Redakteur Andre Dolle
Redakteur Andre Dolle

Wie blanker Hohn klingen die warmen Worte des US-Präsidenten Obama an Kanzlerin Merkel heute. Im Juni 2011 standen die beiden im Rosengarten des Weißen Hauses, Obama verlieh Merkel die Freiheitsmedaille „als Symbol des Triumphs der Freiheit“. Die Ex-DDR-Bürgerin bedankte sich artig, rühmte die deutsch-amerikanische Partnerschaft.

Davon ist heute nichts mehr zu spüren. Noch sind die Schlagzeilen über die Lauschaktion des US-Geheimdienstes NSA gegen die Kanzlerin zwar nicht offiziell bestätigt, doch sie sorgen schon jetzt dafür, dass die Beziehungen zwischen den USA und Deutschland nahe am Gefrierpunkt liegen.

Wie stark die deutsche Regierung verstimmt ist, zeigte am Donnerstag schon die Einbestellung des US-Botschafters zum Rapport bei Außenminister Westerwelle. Ein solcher Schritt gilt unter Diplomaten als schärfste Form der Missbilligung.
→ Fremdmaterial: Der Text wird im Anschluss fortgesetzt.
//! HTTP server binary for edgequake-pdfscan.
//!
//! A thin shim over the library crate: maps flags and environment variables
//! to `AnalyzerConfig`, resolves the LLM provider once, and serves the router
//! until Ctrl-C / SIGTERM.

use anyhow::{Context, Result};
use clap::Parser;
use edgequake_pdfscan::server::{self, AppState};
use edgequake_pdfscan::{resolve_provider, Analyzer, AnalyzerConfig};
use std::io;
use std::net::{IpAddr, SocketAddr};
use std::path::PathBuf;
use std::sync::Arc;
use tracing::info;
use tracing_subscriber::EnvFilter;

const AFTER_HELP: &str = r#"EXAMPLES:
  # Serve on the default port with gpt-4o
  OPENAI_API_KEY=sk-... pdfscan

  # Different port and model
  pdfscan --port 8080 --model gpt-4.1-mini

  # Analyse a document
  curl -X POST http://localhost:3000/api/analyze-pdf \
       -H 'Content-Type: application/json' \
       -d '{"url": "https://example.com/invoice.pdf"}'

ENVIRONMENT VARIABLES:
  OPENAI_API_KEY          OpenAI API key
  ANTHROPIC_API_KEY       Anthropic API key
  GEMINI_API_KEY          Google Gemini API key
  PDFIUM_LIB_PATH         Path to libpdfium (file or directory)
  RUST_LOG                Log filter, overrides --verbose
"#;

/// Extract barcode and reference numbers from PDFs over HTTP.
#[derive(Parser, Debug)]
#[command(
    name = "pdfscan",
    version,
    about = "Extract barcode and reference numbers from PDFs using Vision LLMs",
    color = clap::ColorChoice::Auto,
    after_long_help = AFTER_HELP
)]
struct Cli {
    /// Port to listen on.
    #[arg(short, long, env = "PORT", default_value_t = 3000)]
    port: u16,

    /// Address to bind.
    #[arg(long, env = "HOST", default_value = "0.0.0.0")]
    host: IpAddr,

    /// LLM model ID (e.g. gpt-4o, gpt-4.1-mini, claude-sonnet-4-20250514).
    #[arg(long, env = "GPT_MODEL", default_value = "gpt-4o")]
    model: String,

    /// LLM provider: openai, anthropic, gemini, ollama, azure.
    #[arg(long, env = "PDFSCAN_PROVIDER")]
    provider: Option<String>,

    /// Max LLM output tokens.
    #[arg(long, env = "PDFSCAN_MAX_TOKENS", default_value_t = 16384)]
    max_tokens: usize,

    /// LLM temperature (0.0–2.0).
    #[arg(long, env = "PDFSCAN_TEMPERATURE", default_value_t = 0.1)]
    temperature: f32,

    /// Retries on LLM failure (0 = single attempt).
    #[arg(long, env = "PDFSCAN_MAX_RETRIES", default_value_t = 0)]
    max_retries: u32,

    /// Path to a text file containing a custom system prompt.
    #[arg(long, env = "PDFSCAN_SYSTEM_PROMPT")]
    system_prompt: Option<PathBuf>,

    /// Directory for transient PDF copies and page images.
    #[arg(long, env = "PDFSCAN_TEMP_DIR")]
    temp_dir: Option<PathBuf>,

    /// Path to libpdfium (file or directory).
    #[arg(long, env = "PDFIUM_LIB_PATH")]
    pdfium_lib_path: Option<PathBuf>,

    /// Longest rendered page edge in pixels.
    #[arg(long, env = "PDFSCAN_MAX_PIXELS", default_value_t = 2000)]
    max_pixels: u32,

    /// Largest accepted document, in MiB.
    #[arg(long, env = "PDFSCAN_MAX_DOWNLOAD_MB", default_value_t = 50)]
    max_download_mb: u64,

    /// HTTP download timeout in seconds.
    #[arg(long, env = "PDFSCAN_DOWNLOAD_TIMEOUT", default_value_t = 120)]
    download_timeout: u64,

    /// Rasterisation timeout in seconds.
    #[arg(long, env = "PDFSCAN_RENDER_TIMEOUT", default_value_t = 120)]
    render_timeout: u64,

    /// LLM call timeout in seconds.
    #[arg(long, env = "PDFSCAN_API_TIMEOUT", default_value_t = 120)]
    api_timeout: u64,

    /// Enable DEBUG-level tracing logs.
    #[arg(short, long, env = "PDFSCAN_VERBOSE")]
    verbose: bool,

    /// Emit logs as JSON lines.
    #[arg(long, env = "PDFSCAN_JSON_LOGS")]
    json_logs: bool,
}

#[tokio::main]
async fn main() -> Result<()> {
    let cli = Cli::parse();

    // ── Logging setup ────────────────────────────────────────────────────
    let filter = if cli.verbose { "debug" } else { "info" };
    let env_filter =
        EnvFilter::try_from_default_env().unwrap_or_else(|_| EnvFilter::new(filter));
    let subscriber = tracing_subscriber::fmt()
        .with_env_filter(env_filter)
        .with_writer(io::stderr);
    if cli.json_logs {
        subscriber.json().init();
    } else {
        subscriber.init();
    }

    // ── Build config ─────────────────────────────────────────────────────
    let mut config = build_config(&cli).await?;

    // Resolve once so a missing API key fails at start-up, not per request.
    let provider = resolve_provider(&config).context("Failed to configure LLM provider")?;
    config.provider = Some(provider);

    tokio::fs::create_dir_all(&config.temp_dir)
        .await
        .with_context(|| format!("Failed to create temp dir {:?}", config.temp_dir))?;

    info!(
        "Model: {}  temp dir: {}",
        config.model_or_default(),
        config.temp_dir.display()
    );

    let analyzer = Analyzer::from_config(config).context("Failed to build analyzer")?;
    let state = AppState {
        analyzer: Arc::new(analyzer),
    };

    // ── Serve ────────────────────────────────────────────────────────────
    let addr = SocketAddr::new(cli.host, cli.port);
    server::serve(addr, state, shutdown_signal())
        .await
        .context("HTTP server failed")?;

    info!("Server stopped");
    Ok(())
}

/// Map CLI args to `AnalyzerConfig`.
async fn build_config(cli: &Cli) -> Result<AnalyzerConfig> {
    let mut builder = AnalyzerConfig::builder()
        .model(cli.model.clone())
        .max_tokens(cli.max_tokens)
        .temperature(cli.temperature)
        .max_retries(cli.max_retries)
        .max_rendered_pixels(cli.max_pixels)
        .max_download_bytes(cli.max_download_mb.saturating_mul(1024 * 1024))
        .download_timeout_secs(cli.download_timeout)
        .render_timeout_secs(cli.render_timeout)
        .api_timeout_secs(cli.api_timeout);

    if let Some(ref name) = cli.provider {
        builder = builder.provider_name(name.clone());
    }
    if let Some(ref dir) = cli.temp_dir {
        builder = builder.temp_dir(dir.clone());
    }
    if let Some(ref path) = cli.pdfium_lib_path {
        builder = builder.pdfium_lib_path(path.clone());
    }
    if let Some(ref path) = cli.system_prompt {
        let prompt = tokio::fs::read_to_string(path)
            .await
            .with_context(|| format!("Failed to read system prompt from {:?}", path))?;
        builder = builder.system_prompt(prompt);
    }

    builder.build().context("Invalid configuration")
}

async fn shutdown_signal() {
    let ctrl_c = async {
        let _ = tokio::signal::ctrl_c().await;
    };

    #[cfg(unix)]
    let terminate = async {
        match tokio::signal::unix::signal(tokio::signal::unix::SignalKind::terminate()) {
            Ok(mut sig) => {
                sig.recv().await;
            }
            Err(_) => std::future::pending::<()>().await,
        }
    };

    #[cfg(not(unix))]
    let terminate = std::future::pending::<()>();

    tokio::select! {
        _ = ctrl_c => {},
        _ = terminate => {},
    }
    info!("Shutdown signal received");
}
Spätestens jetzt wird deutlich, dass die Union zu vorschnell handelte, als sie den NSA-Skandal im Sommer, wenige Wochen vor der Bundestagswahl, kurzerhand für beendet erklärte. Die Alarmglocken schrillten erst, als Informationen über Merkel als NSA-Opfer die Runde machten. Viel zu spät.

Die Arroganz, mit der Repräsentanten aus den USA bisher den NSA-Skandal kommentierten, dürfte bald verfliegen. Auch in Frankreich regt sich Widerstand gegen die US-Schlapphüte, weitere EU-Mitglieder dürften folgen.

Nicht nur für die Beziehungen Deutschlands zu den USA, auch für die sich formierende Große Koalition in Deutschland ziehen schwarze Wolken auf. Nach Linksfraktion und Grünen will nun auch die SPD einen Bundestags-Untersuchungsausschuss. Doch was soll dieser bringen? Mitarbeiter der NSA oder der US-Botschaft werden kaum vor den Ausschuss bestellt werden können. Es bliebe bei innerdeutschen Fragestellungen. Immerhin erhöht solch ein Ausschuss aber den Druck auf die Union, endlich auf Aufklärung seitens der USA zu pochen.